Source data
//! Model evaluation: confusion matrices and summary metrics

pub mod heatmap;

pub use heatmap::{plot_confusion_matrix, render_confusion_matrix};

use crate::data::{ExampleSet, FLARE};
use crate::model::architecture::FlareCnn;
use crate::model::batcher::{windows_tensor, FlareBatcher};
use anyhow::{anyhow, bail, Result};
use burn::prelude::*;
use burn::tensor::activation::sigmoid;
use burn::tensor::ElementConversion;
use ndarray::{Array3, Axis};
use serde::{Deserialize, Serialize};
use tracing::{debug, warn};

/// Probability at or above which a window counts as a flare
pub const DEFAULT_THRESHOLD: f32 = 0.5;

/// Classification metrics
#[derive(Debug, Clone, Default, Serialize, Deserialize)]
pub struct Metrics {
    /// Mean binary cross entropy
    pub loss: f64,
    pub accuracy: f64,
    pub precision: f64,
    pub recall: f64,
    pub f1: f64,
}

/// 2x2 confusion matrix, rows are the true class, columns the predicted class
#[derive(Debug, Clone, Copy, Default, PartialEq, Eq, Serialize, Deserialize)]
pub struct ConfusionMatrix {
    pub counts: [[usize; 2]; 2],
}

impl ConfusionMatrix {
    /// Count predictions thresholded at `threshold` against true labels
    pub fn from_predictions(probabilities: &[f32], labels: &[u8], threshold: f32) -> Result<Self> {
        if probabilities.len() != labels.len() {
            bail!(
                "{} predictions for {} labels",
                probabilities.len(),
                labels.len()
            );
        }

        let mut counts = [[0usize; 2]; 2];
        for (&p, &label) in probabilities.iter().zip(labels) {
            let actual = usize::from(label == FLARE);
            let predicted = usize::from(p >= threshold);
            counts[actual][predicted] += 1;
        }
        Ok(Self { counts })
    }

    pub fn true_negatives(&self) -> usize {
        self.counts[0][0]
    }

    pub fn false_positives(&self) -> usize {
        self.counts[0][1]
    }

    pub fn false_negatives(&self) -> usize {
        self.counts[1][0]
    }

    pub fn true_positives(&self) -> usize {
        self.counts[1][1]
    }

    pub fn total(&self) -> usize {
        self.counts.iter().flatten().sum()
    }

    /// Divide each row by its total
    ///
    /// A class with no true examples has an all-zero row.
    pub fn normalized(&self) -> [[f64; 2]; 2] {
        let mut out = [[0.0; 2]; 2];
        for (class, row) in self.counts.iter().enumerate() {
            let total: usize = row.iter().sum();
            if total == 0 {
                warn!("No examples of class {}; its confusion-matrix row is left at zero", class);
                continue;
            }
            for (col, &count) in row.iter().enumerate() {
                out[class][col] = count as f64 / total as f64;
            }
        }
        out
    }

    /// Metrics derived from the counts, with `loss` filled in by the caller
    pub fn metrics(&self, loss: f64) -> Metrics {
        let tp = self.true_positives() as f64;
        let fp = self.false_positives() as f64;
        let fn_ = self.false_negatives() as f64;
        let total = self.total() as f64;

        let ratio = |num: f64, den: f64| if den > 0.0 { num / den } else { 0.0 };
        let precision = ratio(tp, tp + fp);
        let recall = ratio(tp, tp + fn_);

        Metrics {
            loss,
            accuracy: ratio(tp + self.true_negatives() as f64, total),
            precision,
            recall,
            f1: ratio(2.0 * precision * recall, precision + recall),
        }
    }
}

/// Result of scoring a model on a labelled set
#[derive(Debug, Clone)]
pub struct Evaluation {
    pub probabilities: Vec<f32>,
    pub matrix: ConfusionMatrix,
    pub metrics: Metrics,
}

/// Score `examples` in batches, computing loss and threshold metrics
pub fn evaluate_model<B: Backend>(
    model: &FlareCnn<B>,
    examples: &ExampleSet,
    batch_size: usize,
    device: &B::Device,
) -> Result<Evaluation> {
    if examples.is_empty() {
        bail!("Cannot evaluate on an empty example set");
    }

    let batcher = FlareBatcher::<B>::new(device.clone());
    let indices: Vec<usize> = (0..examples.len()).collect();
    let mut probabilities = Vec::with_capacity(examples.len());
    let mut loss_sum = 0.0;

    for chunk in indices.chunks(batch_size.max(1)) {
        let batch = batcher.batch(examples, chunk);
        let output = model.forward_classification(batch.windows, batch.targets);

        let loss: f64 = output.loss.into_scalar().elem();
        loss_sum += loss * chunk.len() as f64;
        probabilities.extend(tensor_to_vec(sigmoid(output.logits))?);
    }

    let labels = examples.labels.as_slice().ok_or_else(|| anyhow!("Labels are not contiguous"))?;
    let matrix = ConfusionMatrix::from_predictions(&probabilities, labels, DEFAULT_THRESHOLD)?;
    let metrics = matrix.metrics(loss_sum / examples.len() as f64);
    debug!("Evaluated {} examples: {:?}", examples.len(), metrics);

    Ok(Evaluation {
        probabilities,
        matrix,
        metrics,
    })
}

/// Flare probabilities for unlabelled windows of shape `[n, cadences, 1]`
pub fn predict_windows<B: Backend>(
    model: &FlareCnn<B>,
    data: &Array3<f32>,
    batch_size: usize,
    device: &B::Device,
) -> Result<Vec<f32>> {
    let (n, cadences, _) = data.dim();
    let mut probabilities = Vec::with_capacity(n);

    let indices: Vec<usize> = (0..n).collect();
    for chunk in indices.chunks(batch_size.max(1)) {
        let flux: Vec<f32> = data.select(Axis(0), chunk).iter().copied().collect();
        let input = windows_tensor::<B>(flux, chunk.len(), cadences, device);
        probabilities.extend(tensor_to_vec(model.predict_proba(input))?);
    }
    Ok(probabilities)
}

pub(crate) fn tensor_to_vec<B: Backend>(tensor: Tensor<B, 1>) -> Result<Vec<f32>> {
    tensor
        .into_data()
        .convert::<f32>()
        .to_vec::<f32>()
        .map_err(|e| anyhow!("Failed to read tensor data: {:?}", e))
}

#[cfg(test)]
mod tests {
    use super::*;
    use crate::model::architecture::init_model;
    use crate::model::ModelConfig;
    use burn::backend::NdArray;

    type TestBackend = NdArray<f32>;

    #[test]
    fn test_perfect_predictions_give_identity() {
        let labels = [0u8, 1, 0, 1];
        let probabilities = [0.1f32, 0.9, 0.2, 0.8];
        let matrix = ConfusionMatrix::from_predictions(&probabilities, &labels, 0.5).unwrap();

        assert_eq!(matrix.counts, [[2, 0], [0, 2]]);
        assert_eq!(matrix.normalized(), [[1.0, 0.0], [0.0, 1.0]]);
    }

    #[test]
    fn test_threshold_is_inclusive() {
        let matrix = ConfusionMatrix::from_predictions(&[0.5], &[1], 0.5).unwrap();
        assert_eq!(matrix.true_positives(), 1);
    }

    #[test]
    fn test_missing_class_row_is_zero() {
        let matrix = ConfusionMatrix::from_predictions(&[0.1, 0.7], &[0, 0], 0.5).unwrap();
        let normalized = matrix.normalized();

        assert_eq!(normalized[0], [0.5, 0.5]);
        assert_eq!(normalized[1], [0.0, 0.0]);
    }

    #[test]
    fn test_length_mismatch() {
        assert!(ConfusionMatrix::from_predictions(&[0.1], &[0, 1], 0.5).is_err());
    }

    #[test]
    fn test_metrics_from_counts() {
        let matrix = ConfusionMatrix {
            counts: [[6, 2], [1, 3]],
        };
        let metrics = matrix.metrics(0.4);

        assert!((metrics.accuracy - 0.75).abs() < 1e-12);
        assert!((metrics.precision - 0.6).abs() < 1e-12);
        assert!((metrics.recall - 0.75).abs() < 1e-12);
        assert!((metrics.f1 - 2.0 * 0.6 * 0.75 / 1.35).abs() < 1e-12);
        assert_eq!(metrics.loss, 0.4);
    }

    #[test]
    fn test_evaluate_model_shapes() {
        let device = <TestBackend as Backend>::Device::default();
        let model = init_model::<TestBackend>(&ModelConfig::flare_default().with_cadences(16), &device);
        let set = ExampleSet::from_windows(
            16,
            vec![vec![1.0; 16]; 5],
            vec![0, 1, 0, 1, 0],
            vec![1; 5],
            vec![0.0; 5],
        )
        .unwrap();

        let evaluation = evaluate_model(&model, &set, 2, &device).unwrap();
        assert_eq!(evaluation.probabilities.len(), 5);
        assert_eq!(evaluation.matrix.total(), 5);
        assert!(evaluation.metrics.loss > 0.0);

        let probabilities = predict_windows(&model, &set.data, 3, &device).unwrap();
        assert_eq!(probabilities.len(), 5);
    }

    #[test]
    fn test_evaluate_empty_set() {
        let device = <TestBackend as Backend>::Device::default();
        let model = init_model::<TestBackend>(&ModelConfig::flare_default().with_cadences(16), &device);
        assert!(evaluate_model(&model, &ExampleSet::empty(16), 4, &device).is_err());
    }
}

- WHAT IS REQUIRED: All lines in the records with the string "device" should be copied out.

- EXPECTED OUTPUT:
    device: &B::Device,
    let batcher = FlareBatcher::<B>::new(device.clone());
    device: &B::Device,
        let input = windows_tensor::<B>(flux, chunk.len(), cadences, device);
        let device = <TestBackend as Backend>::Device::default();
        let model = init_model::<TestBackend>(&ModelConfig::flare_default().with_cadences(16), &device);
        let evaluation = evaluate_model(&model, &set, 2, &device).unwrap();
        let probabilities = predict_windows(&model, &set.data, 3, &device).unwrap();
        let device = <TestBackend as Backend>::Device::default();
        let model = init_model::<TestBackend>(&ModelConfig::flare_default().with_cadences(16), &device);
        assert!(evaluate_model(&model, &ExampleSet::empty(16), 4, &device).is_err());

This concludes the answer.